HTTP requests do not support customized charsets
LukeWu2020 opened this issue · comments
Current behavior
Even if the charset is specified, An http request with string body will be parsed by ISO_8859_1. Why not use the charset what I have set up? Is it a bug or are you lazy?
Can't you just add a parameter that represents the charset to the append method ?
Expected behavior
jodd.http.HttpBase#populateHeaderAndBody
protected void populateHeaderAndBody(final Buffer target, final Buffer formBuffer, final boolean fullRequest) {
for (String name : headers.names()) {
List<String> values = headers.getAll(name);
String key = capitalizeHeaderKeys ? HttpUtil.prepareHeaderParameterName(name) : name;
target.append(key);
target.append(": ");
int count = 0;
for (String value : values) {
if (count++ > 0) {
target.append(", ");
}
target.append(value);
}
target.append(CRLF);
}
if (fullRequest) {
target.append(CRLF);
if (form != null) {
target.append(formBuffer);
} else if (body != null) {
target.append(body);
}
}
}
jodd.http.Buffer#append(java.lang.String)

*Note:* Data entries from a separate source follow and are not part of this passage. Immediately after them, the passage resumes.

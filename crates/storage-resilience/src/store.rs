//! The single entry point for resilient storage calls.

use crate::response::{CallerResult, OperationKind, ResponseMapper};
use std::fmt::Display;
use std::future::Future;
use std::sync::Arc;
use storage_resilience_circuitbreaker::{
    CircuitBreakerConfig, CircuitBreakerEvent, CircuitBreakerRegistry, CircuitMetrics,
    CircuitState,
};
use storage_resilience_core::{
    EventListener, EventListeners, FnListener, Notification, Outcome,
};
use storage_resilience_degraded::{DegradedConfig, DegradedModeMonitor, RecoveryProbe};
use storage_resilience_fallback::{Fallback, FallbackCoordinator, FallbackEvent};
use storage_resilience_retry::{Operation, RetryEvent, RetryExecutor, RetryPolicy};
use tokio_util::sync::CancellationToken;

/// Per-call options for [`ResilientStore::execute`].
pub struct ExecuteOptions<T> {
    policy: Option<RetryPolicy>,
    fallback: Fallback<T>,
    cancel: Option<CancellationToken>,
}

impl<T> ExecuteOptions<T> {
    /// Store defaults: default policy, no fallback, no cancellation.
    pub fn new() -> Self {
        Self {
            policy: None,
            fallback: Fallback::None,
            cancel: None,
        }
    }

    /// Overrides the store's default retry policy for this call.
    pub fn policy(mut self, policy: RetryPolicy) -> Self {
        self.policy = Some(policy);
        self
    }

    /// Sets the fallback source for this call.
    pub fn fallback(mut self, fallback: Fallback<T>) -> Self {
        self.fallback = fallback;
        self
    }

    /// Ties the call to a cancellation token.
    pub fn cancel(mut self, token: CancellationToken) -> Self {
        self.cancel = Some(token);
        self
    }
}

impl<T> Default for ExecuteOptions<T> {
    fn default() -> Self {
        Self::new()
    }
}

impl<T> std::fmt::Debug for ExecuteOptions<T> {
    fn fmt(&self, f: &mut std::fmt::Formatter<'_>) -> std::fmt::Result {
        f.debug_struct("ExecuteOptions")
            .field("policy", &self.policy)
            .field("fallback", &self.fallback)
            .field("cancellable", &self.cancel.is_some())
            .finish()
    }
}

/// Resilient access to any number of storage resources.
///
/// Holds the process-wide circuit and degraded-mode state, keyed by
/// resource. Share one store per process, typically behind an `Arc`.
///
/// ```rust
/// use storage_resilience::{ExecuteOptions, Operation, ResilientStore};
///
/// # async fn example() {
/// let store = ResilientStore::builder().build();
/// let outcome = store
///     .execute(
///         "primary-db",
///         Operation::idempotent(|| async { Ok::<_, std::io::Error>(1) }),
///         ExecuteOptions::new(),
///     )
///     .await;
/// assert!(outcome.is_success());
/// # }
/// ```
pub struct ResilientStore {
    registry: CircuitBreakerRegistry,
    monitor: Arc<DegradedModeMonitor>,
    executor: RetryExecutor,
    coordinator: FallbackCoordinator,
    default_policy: RetryPolicy,
    mapper: ResponseMapper,
}

impl ResilientStore {
    /// Creates a builder with the documented defaults.
    pub fn builder() -> ResilientStoreBuilder {
        ResilientStoreBuilder::new()
    }

    /// Runs `operation` against `resource` with retries, circuit breaking
    /// and the configured fallback.
    pub async fn execute<F, Fut, T, E>(
        &self,
        resource: &str,
        operation: Operation<F>,
        options: ExecuteOptions<T>,
    ) -> Outcome<T>
    where
        F: FnMut() -> Fut,
        Fut: Future<Output = Result<T, E>>,
        E: Display,
        T: Clone + Send + 'static,
    {
        let ExecuteOptions {
            policy,
            fallback,
            cancel,
        } = options;
        let policy = policy.as_ref().unwrap_or(&self.default_policy);
        let cancel = cancel.unwrap_or_default();
        let breaker = self.registry.get_or_create(resource);

        let primary = self.executor.execute(operation, policy, &breaker, &cancel);
        self.coordinator
            .with_fallback(resource, primary, fallback)
            .await
    }

    /// Whether `resource` is currently in degraded mode.
    pub fn is_degraded(&self, resource: &str) -> bool {
        self.monitor.is_degraded(resource)
    }

    /// Current circuit state of `resource`; CLOSED if never used.
    pub fn circuit_state(&self, resource: &str) -> CircuitState {
        self.registry
            .get(resource)
            .map_or(CircuitState::Closed, |breaker| breaker.state())
    }

    /// Snapshot of the circuit for `resource`, if it has been used.
    pub fn circuit_metrics(&self, resource: &str) -> Option<CircuitMetrics> {
        self.registry.get(resource).map(|breaker| breaker.metrics())
    }

    /// Maps an outcome to what the caller should see.
    pub fn to_caller_result<T>(&self, outcome: &Outcome<T>, kind: OperationKind) -> CallerResult {
        self.mapper.to_caller_result(outcome, kind)
    }

    /// The circuit breaker registry.
    pub fn registry(&self) -> &CircuitBreakerRegistry {
        &self.registry
    }

    /// The degraded-mode monitor.
    pub fn monitor(&self) -> &Arc<DegradedModeMonitor> {
        &self.monitor
    }

    /// The policy used when a call does not bring its own.
    pub fn default_policy(&self) -> &RetryPolicy {
        &self.default_policy
    }

    /// Stops every recovery probe.
    pub fn shutdown(&self) {
        tracing::debug!("stopping recovery probes");
        self.monitor.shutdown();
    }
}

impl Default for ResilientStore {
    fn default() -> Self {
        Self::builder().build()
    }
}

impl std::fmt::Debug for ResilientStore {
    fn fmt(&self, f: &mut std::fmt::Formatter<'_>) -> std::fmt::Result {
        f.debug_struct("ResilientStore")
            .field("registry", &self.registry)
            .field("monitor", &self.monitor)
            .field("default_policy", &self.default_policy)
            .finish()
    }
}

/// Builder for [`ResilientStore`].
pub struct ResilientStoreBuilder {
    policy: RetryPolicy,
    circuit: CircuitBreakerConfig,
    degraded: DegradedConfig,
    probes: Vec<(String, Box<dyn RegisterProbe>)>,
    sinks: EventListeners<Notification>,
    executor: RetryExecutor,
    fallback_listeners: EventListeners<FallbackEvent>,
    pass_through_answered: bool,
}

/// Type-erased probe waiting to be registered on the monitor.
trait RegisterProbe: Send {
    fn register(self: Box<Self>, resource: String, monitor: &DegradedModeMonitor);
}

impl<P: RecoveryProbe + 'static> RegisterProbe for P {
    fn register(self: Box<Self>, resource: String, monitor: &DegradedModeMonitor) {
        monitor.register_probe(resource, *self);
    }
}

impl ResilientStoreBuilder {
    /// Creates a builder with the documented defaults.
    pub fn new() -> Self {
        Self {
            policy: RetryPolicy::default(),
            circuit: CircuitBreakerConfig::default(),
            degraded: DegradedConfig::default(),
            probes: Vec::new(),
            sinks: EventListeners::new(),
            executor: RetryExecutor::new(),
            fallback_listeners: EventListeners::new(),
            pass_through_answered: false,
        }
    }

    /// Sets the default retry policy.
    pub fn retry_policy(mut self, policy: RetryPolicy) -> Self {
        self.policy = policy;
        self
    }

    /// Sets the circuit breaker configuration shared by every resource.
    pub fn circuit_breaker(mut self, config: CircuitBreakerConfig) -> Self {
        self.circuit = config;
        self
    }

    /// Sets the degraded-mode configuration.
    pub fn degraded(mut self, config: DegradedConfig) -> Self {
        self.degraded = config;
        self
    }

    /// Registers the recovery probe for `resource`.
    ///
    /// A resource without a probe still enters degraded mode, but only
    /// leaves it when a later primary call succeeds.
    pub fn recovery_probe<P>(mut self, resource: impl Into<String>, probe: P) -> Self
    where
        P: RecoveryProbe + 'static,
    {
        self.probes.push((resource.into(), Box::new(probe)));
        self
    }

    /// Registers a notification sink (alerting, paging).
    pub fn notification_sink<L>(mut self, sink: L) -> Self
    where
        L: EventListener<Notification> + 'static,
    {
        self.sinks.add(sink);
        self
    }

    /// Registers a callback for every notification.
    pub fn on_notification<F>(self, f: F) -> Self
    where
        F: Fn(&Notification) + Send + Sync + 'static,
    {
        self.notification_sink(FnListener::new(move |n: &Notification| f(n)))
    }

    /// Registers a listener for retry events.
    pub fn retry_listener<L>(mut self, listener: L) -> Self
    where
        L: EventListener<RetryEvent> + 'static,
    {
        self.executor = self.executor.with_listener(listener);
        self
    }

    /// Registers a listener for fallback events.
    pub fn fallback_listener<L>(mut self, listener: L) -> Self
    where
        L: EventListener<FallbackEvent> + 'static,
    {
        self.fallback_listeners.add(listener);
        self
    }

    /// Returns Query and Transaction failures to the caller as they are,
    /// skipping the fallback and degraded mode for them.
    pub fn pass_through_answered_failures(mut self) -> Self {
        self.pass_through_answered = true;
        self
    }

    /// Builds the store.
    pub fn build(self) -> ResilientStore {
        let Self {
            policy,
            mut circuit,
            mut degraded,
            probes,
            sinks,
            executor,
            fallback_listeners,
            pass_through_answered,
        } = self;

        if !sinks.is_empty() {
            let circuit_sinks = sinks.clone();
            circuit.add_listener(FnListener::new(move |event: &CircuitBreakerEvent| {
                if let CircuitBreakerEvent::StateTransition {
                    resource,
                    to_state: CircuitState::Open,
                    ..
                } = event
                {
                    circuit_sinks.emit(&Notification::circuit_opened(resource));
                }
            }));
            degraded.add_listener(FnListener::new(move |n: &Notification| sinks.emit(n)));
        }

        tracing::debug!(
            max_attempts = policy.max_attempts(),
            failure_threshold = circuit.failure_threshold(),
            reset_timeout = ?circuit.reset_timeout(),
            probes = probes.len(),
            "building resilient store"
        );

        let mapper = ResponseMapper::new(circuit.reset_timeout());
        let monitor = Arc::new(DegradedModeMonitor::new(degraded));
        for (resource, probe) in probes {
            probe.register(resource, &monitor);
        }

        let mut coordinator = FallbackCoordinator::new(Arc::clone(&monitor));
        if pass_through_answered {
            coordinator = coordinator.pass_through_answered_failures();
        }
        if !fallback_listeners.is_empty() {
            coordinator = coordinator.with_listener(FnListener::new(
                move |event: &FallbackEvent| fallback_listeners.emit(event),
            ));
        }

        ResilientStore {
            registry: CircuitBreakerRegistry::new(circuit),
            monitor,
            executor,
            coordinator,
            default_policy: policy,
            mapper,
        }
    }
}

impl Default for ResilientStoreBuilder {
    fn default() -> Self {
        Self::new()
    }
}

impl std::fmt::Debug for ResilientStoreBuilder {
    fn fmt(&self, f: &mut std::fmt::Formatter<'_>) -> std::fmt::Result {
        f.debug_struct("ResilientStoreBuilder")
            .field("policy", &self.policy)
            .field("circuit", &self.circuit)
            .field("degraded", &self.degraded)
            .field("probes", &self.probes.len())
            .field("sinks", &self.sinks.len())
            .field("pass_through_answered", &self.pass_through_answered)
            .finish()
    }
}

public Buffer append(final String string) {
ensureLast();
try {
byte[] bytes = string.getBytes(StringPool.ISO_8859_1);
last.append(bytes);
size += bytes.length;
} catch (UnsupportedEncodingException ignore) {
}
return this;
}
Steps to Reproduce the Problem
/**
* Appends string content to buffer.
*/
public Buffer append(final String string, final String encoding) {
ensureLast();
try {
byte[] bytes = string.getBytes(StringPool.ISO_8859_1);
last.append(bytes);
size += bytes.length;
} catch (UnsupportedEncodingException ignore) {
}
return this;
}
Hi! This should work, we do handle the UTFs, but I will check it out!
@igr Yes. It just happens when the body string is appended to the buffer to be sent. It works well in other scenarios. Please see method jodd.http.Buffer#append(java.lang.String)
@lwu-gd-china Did you specified the charset using charset()
? I mean, if you are sending strings, you can use the charset
to specify the charset and the conversion. If you are sending a buffer, then its just plain bytes, and its up to you to read it on receive side.
Could you please give me a full example of the Http usage? The use case of sending content in different encodings is supported.
Hi, man. The charset was set up already. The issue is that when append body string to buffer, the charset is not used! Here is simple demo and screenshots.
public class BugReview {
public static void main(String[] args) {
HttpRequest httpRequest = new HttpRequest();
httpRequest.charset(Charset.forName("UTF-8").displayName());
httpRequest.set("http://www.baidu.com");
httpRequest.send();
}
}
@igr Look at the latest screenshot. When the body string is append into buffer, ISO_8859_1 is used. Charset should be used what I have set up for request. This method should have a parameter. Do you know what I mean?
Aha, I see! @lwu-gd-china
First, thank you for the screenshots! Let me analyze!
@lwu-gd-china How do you specify body? with body()
or with bodyText()
?
The key difference between body()
and bodyText()
is that the second one, the bodyText()
actually takes into account both media type and/or encoding if set.
Hi man, thanks for you reply very much! I know what happened. I should use bodyText() instead of body(). It will be close.
No worries @lwu-gd-china
Sorry, I need to document this better!